Identify each line below containing the string "that" and copy it.

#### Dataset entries
--------------------------------------------------

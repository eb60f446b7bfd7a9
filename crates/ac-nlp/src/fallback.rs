//! Positional fallback — broad navigation vocabulary mapped to `trajectory`.
//!
//! Consulted only after the rule table misses. Every keyword here is also in
//! the `trajectory` rule, so with the standard rule table this tier cannot
//! currently fire; it stays as a separate stage so the rule table can shrink
//! without losing positional phrasing.

use ac_protocol::Intent;

use super::{Classification, IntentEngine};

/// Keywords that indicate a position / navigation request.
pub const POSITIONAL_KEYWORDS: &[&str] = &[
    "map",
    "where is",
    "position",
    "location",
    "track",
    "path",
    "route",
];

/// Second-pass engine that reclassifies positional phrasing as `trajectory`.
pub struct PositionalFallback;

impl PositionalFallback {
    pub fn new() -> Self {
        Self
    }
}

impl Default for PositionalFallback {
    fn default() -> Self {
        Self::new()
    }
}

impl IntentEngine for PositionalFallback {
    fn classify(&self, text: &str) -> Option<Classification> {
        let lower = text.to_lowercase();
        let keyword = POSITIONAL_KEYWORDS.iter().find(|k| lower.contains(*k))?;
        tracing::debug!(keyword, "positional fallback matched");
        Some(Classification {
            intent: Intent::Trajectory,
            rule: "positional_fallback",
            tier: self.tier_name(),
        })
    }

    fn tier_name(&self) -> &'static str {
        "fallback"
    }
}
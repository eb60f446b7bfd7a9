//! ArgoChat configuration, loadable from TOML with an environment override.

use std::path::{Path, PathBuf};

use serde::Deserialize;

use ac_argo_data::ErddapConfig;
use ac_protocol::FloatId;

/// Config file read when no path is given on the command line.
pub const DEFAULT_CONFIG_PATH: &str = "argo-chat.toml";

/// Environment variable overriding `archive.base_url`.
pub const ERDDAP_URL_ENV: &str = "ARGO_ERDDAP_URL";

/// Top-level configuration for the chat shell.
#[derive(Debug, Clone, Default, Deserialize)]
pub struct AppConfig {
    /// Remote archive settings.
    #[serde(default)]
    pub archive: ErddapConfig,
    #[serde(default)]
    pub chat: ChatConfig,
    #[serde(default)]
    pub charts: ChartsConfig,
}

/// Conversation behaviour.
#[derive(Debug, Clone, Deserialize)]
pub struct ChatConfig {
    /// Floats offered by `:catalog`.
    #[serde(default = "default_known_floats")]
    pub known_floats: Vec<FloatId>,
    /// Print the interpretation of every utterance.
    #[serde(default)]
    pub debug_intents: bool,
    /// Render the latest-positions map whenever the loaded set changes.
    #[serde(default = "default_true")]
    pub show_positions_map: bool,
}

fn default_known_floats() -> Vec<FloatId> {
    vec![FloatId(2903893), FloatId(2903892), FloatId(6902746)]
}

fn default_true() -> bool {
    true
}

impl Default for ChatConfig {
    fn default() -> Self {
        Self {
            known_floats: default_known_floats(),
            debug_intents: false,
            show_positions_map: true,
        }
    }
}

/// Where rendered charts go.
#[derive(Debug, Clone, Deserialize)]
pub struct ChartsConfig {
    #[serde(default = "default_output_dir")]
    pub output_dir: PathBuf,
}

fn default_output_dir() -> PathBuf {
    PathBuf::from("charts")
}

impl Default for ChartsConfig {
    fn default() -> Self {
        Self {
            output_dir: default_output_dir(),
        }
    }
}

impl AppConfig {
    /// Load config from a TOML file path.
    pub fn from_file(path: impl AsRef<Path>) -> anyhow::Result<Self> {
        let contents = std::fs::read_to_string(path)?;
        let config: Self = toml::from_str(&contents)?;
        Ok(config)
    }

    /// Load from `path`, or from [`DEFAULT_CONFIG_PATH`] if it exists, or
    /// fall back to defaults. Applies the environment override.
    pub fn load(path: Option<&str>) -> anyhow::Result<Self> {
        let mut config = match path {
            Some(p) => Self::from_file(p)?,
            None if Path::new(DEFAULT_CONFIG_PATH).exists() => {
                Self::from_file(DEFAULT_CONFIG_PATH)?
            }
            None => Self::default(),
        };
        config.apply_env(|key| std::env::var(key).ok());
        Ok(config)
    }

    /// Apply environment overrides read through `lookup`.
    pub fn apply_env(&mut self, lookup: impl Fn(&str) -> Option<String>) {
        if let Some(url) = lookup(ERDDAP_URL_ENV).filter(|u| !u.trim().is_empty()) {
            tracing::debug!(base_url = %url, "archive URL overridden from environment");
            self.archive.base_url = url;
        }
    }
}
use std::num::ParseIntError;
use std::str::FromStr;

use serde::{Deserialize, Serialize};

/// Argo float platform number (WMO id), e.g. `2903893`.
#[derive(Debug, Clone, Copy, PartialEq, Eq, PartialOrd, Ord, Hash, Serialize, Deserialize)]
#[serde(transparent)]
pub struct FloatId(pub u32);

impl FloatId {
    pub fn get(self) -> u32 {
        self.0
    }
}

impl From<u32> for FloatId {
    fn from(id: u32) -> Self {
        Self(id)
    }
}

impl FromStr for FloatId {
    type Err = ParseIntError;

    /// Parses a bare integer, ignoring surrounding whitespace.
    fn from_str(s: &str) -> Result<Self, Self::Err> {
        s.trim().parse::<u32>().map(Self)
    }
}

impl std::fmt::Display for FloatId {
    fn fmt(&self, f: &mut std::fmt::Formatter<'_>) -> std::fmt::Result {
        write!(f, "{}", self.0)
    }
}

/// Measured profile variable.
#[derive(Debug, Clone, Copy, PartialEq, Eq, PartialOrd, Ord, Hash, Serialize, Deserialize)]
#[serde(rename_all = "lowercase")]
pub enum Variable {
    Temperature,
    Salinity,
    Pressure,
}

impl Variable {
    pub const ALL: [Variable; 3] = [Self::Temperature, Self::Salinity, Self::Pressure];

    pub fn as_str(&self) -> &'static str {
        match self {
            Self::Temperature => "temperature",
            Self::Salinity => "salinity",
            Self::Pressure => "pressure",
        }
    }

    /// Argo parameter code (`TEMP`, `PSAL`, `PRES`).
    pub fn code(&self) -> &'static str {
        match self {
            Self::Temperature => "TEMP",
            Self::Salinity => "PSAL",
            Self::Pressure => "PRES",
        }
    }

    /// Axis label with unit.
    pub fn label(&self) -> &'static str {
        match self {
            Self::Temperature => "Temperature (°C)",
            Self::Salinity => "Salinity (psu)",
            Self::Pressure => "Pressure (dbar)",
        }
    }

    /// Name with a leading capital, as used in chat replies.
    pub fn title(&self) -> &'static str {
        match self {
            Self::Temperature => "Temperature",
            Self::Salinity => "Salinity",
            Self::Pressure => "Pressure",
        }
    }
}

impl std::fmt::Display for Variable {
    fn fmt(&self, f: &mut std::fmt::Formatter<'_>) -> std::fmt::Result {
        f.write_str(self.as_str())
    }
}

#[cfg(test)]
mod tests {
    use super::*;

    #[test]
    fn float_id_parses_trimmed_integer() {
        assert_eq!(" 2903893\n".parse::<FloatId>().unwrap(), FloatId(2903893));
        assert!("float 2903893".parse::<FloatId>().is_err());
        assert!("".parse::<FloatId>().is_err());
        assert!("-5".parse::<FloatId>().is_err());
    }

    #[test]
    fn float_id_serializes_as_number() {
        assert_eq!(serde_json::to_string(&FloatId(6902746)).unwrap(), "6902746");
    }

    #[test]
    fn variable_codes() {
        let codes: Vec<_> = Variable::ALL.iter().map(Variable::code).collect();
        assert_eq!(codes, vec!["TEMP", "PSAL", "PRES"]);
    }
}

--------------------------------------------------

#### REPLY TO THE TASK
/// Keywords that indicate a position / navigation request.
/// Second-pass engine that reclassifies positional phrasing as `trajectory`.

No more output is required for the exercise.